## WORK TO BE COMPLETED
Give back the line below containing "copies minted in" and every later line, exactly.

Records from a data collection
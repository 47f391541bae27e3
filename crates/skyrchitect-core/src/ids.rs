//! Identifier newtypes - UUIDs for global uniqueness, so copies minted in
//! different sessions or pasted repeatedly never collide.

use std::fmt;
use std::str::FromStr;

use serde::{Deserialize, Serialize};
use uuid::Uuid;

/// Unique identifier for a diagram document (persistence key)
#[derive(Debug, Clone, Copy, PartialEq, Eq, Hash, PartialOrd, Ord, Serialize, Deserialize)]
#[serde(transparent)]
pub struct DocumentId(pub Uuid);

impl DocumentId {
    pub fn new() -> Self {
        Self(Uuid::new_v4())
    }
}

impl Default for DocumentId {
    fn default() -> Self {
        Self::new()
    }
}

impl fmt::Display for DocumentId {
    fn fmt(&self, f: &mut fmt::Formatter<'_>) -> fmt::Result {
        write!(f, "{}", self.0)
    }
}

impl FromStr for DocumentId {
    type Err = uuid::Error;

    fn from_str(s: &str) -> Result<Self, Self::Err> {
        Uuid::parse_str(s).map(Self)
    }
}

/// Node identifier, unique within a document
#[derive(Debug, Clone, Copy, PartialEq, Eq, Hash, PartialOrd, Ord, Serialize, Deserialize)]
#[serde(transparent)]
pub struct NodeId(pub Uuid);

impl NodeId {
    pub fn new() -> Self {
        Self(Uuid::new_v4())
    }
}

impl Default for NodeId {
    fn default() -> Self {
        Self::new()
    }
}

impl fmt::Display for NodeId {
    fn fmt(&self, f: &mut fmt::Formatter<'_>) -> fmt::Result {
        write!(f, "{}", self.0)
    }
}

/// Edge identifier, unique within a document
#[derive(Debug, Clone, Copy, PartialEq, Eq, Hash, PartialOrd, Ord, Serialize, Deserialize)]
#[serde(transparent)]
pub struct EdgeId(pub Uuid);

impl EdgeId {
    pub fn new() -> Self {
        Self(Uuid::new_v4())
    }
}

impl Default for EdgeId {
    fn default() -> Self {
        Self::new()
    }
}

impl fmt::Display for EdgeId {
    fn fmt(&self, f: &mut fmt::Formatter<'_>) -> fmt::Result {
        write!(f, "{}", self.0)
    }
}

## RESPONSE TO THE TASK
//! Identifier newtypes - UUIDs for global uniqueness, so copies minted in
//! different sessions or pasted repeatedly never collide.

use std::fmt;
use std::str::FromStr;

use serde::{Deserialize, Serialize};
use uuid::Uuid;

/// Unique identifier for a diagram document (persistence key)
#[derive(Debug, Clone, Copy, PartialEq, Eq, Hash, PartialOrd, Ord, Serialize, Deserialize)]
#[serde(transparent)]
pub struct DocumentId(pub Uuid);

impl DocumentId {
    pub fn new() -> Self {
        Self(Uuid::new_v4())
    }
}

impl Default for DocumentId {
    fn default() -> Self {
        Self::new()
    }
}

impl fmt::Display for DocumentId {
    fn fmt(&self, f: &mut fmt::Formatter<'_>) -> fmt::Result {
        write!(f, "{}", self.0)
    }
}

impl FromStr for DocumentId {
    type Err = uuid::Error;

    fn from_str(s: &str) -> Result<Self, Self::Err> {
        Uuid::parse_str(s).map(Self)
    }
}

/// Node identifier, unique within a document
#[derive(Debug, Clone, Copy, PartialEq, Eq, Hash, PartialOrd, Ord, Serialize, Deserialize)]
#[serde(transparent)]
pub struct NodeId(pub Uuid);

impl NodeId {
    pub fn new() -> Self {
        Self(Uuid::new_v4())
    }
}

impl Default for NodeId {
    fn default() -> Self {
        Self::new()
    }
}

impl fmt::Display for NodeId {
    fn fmt(&self, f: &mut fmt::Formatter<'_>) -> fmt::Result {
        write!(f, "{}", self.0)
    }
}

/// Edge identifier, unique within a document
#[derive(Debug, Clone, Copy, PartialEq, Eq, Hash, PartialOrd, Ord, Serialize, Deserialize)]
#[serde(transparent)]
pub struct EdgeId(pub Uuid);

impl EdgeId {
    pub fn new() -> Self {
        Self(Uuid::new_v4())
    }
}

impl Default for EdgeId {
    fn default() -> Self {
        Self::new()
    }
}

impl fmt::Display for EdgeId {
    fn fmt(&self, f: &mut fmt::Formatter<'_>) -> fmt::Result {
        write!(f, "{}", self.0)
    }
}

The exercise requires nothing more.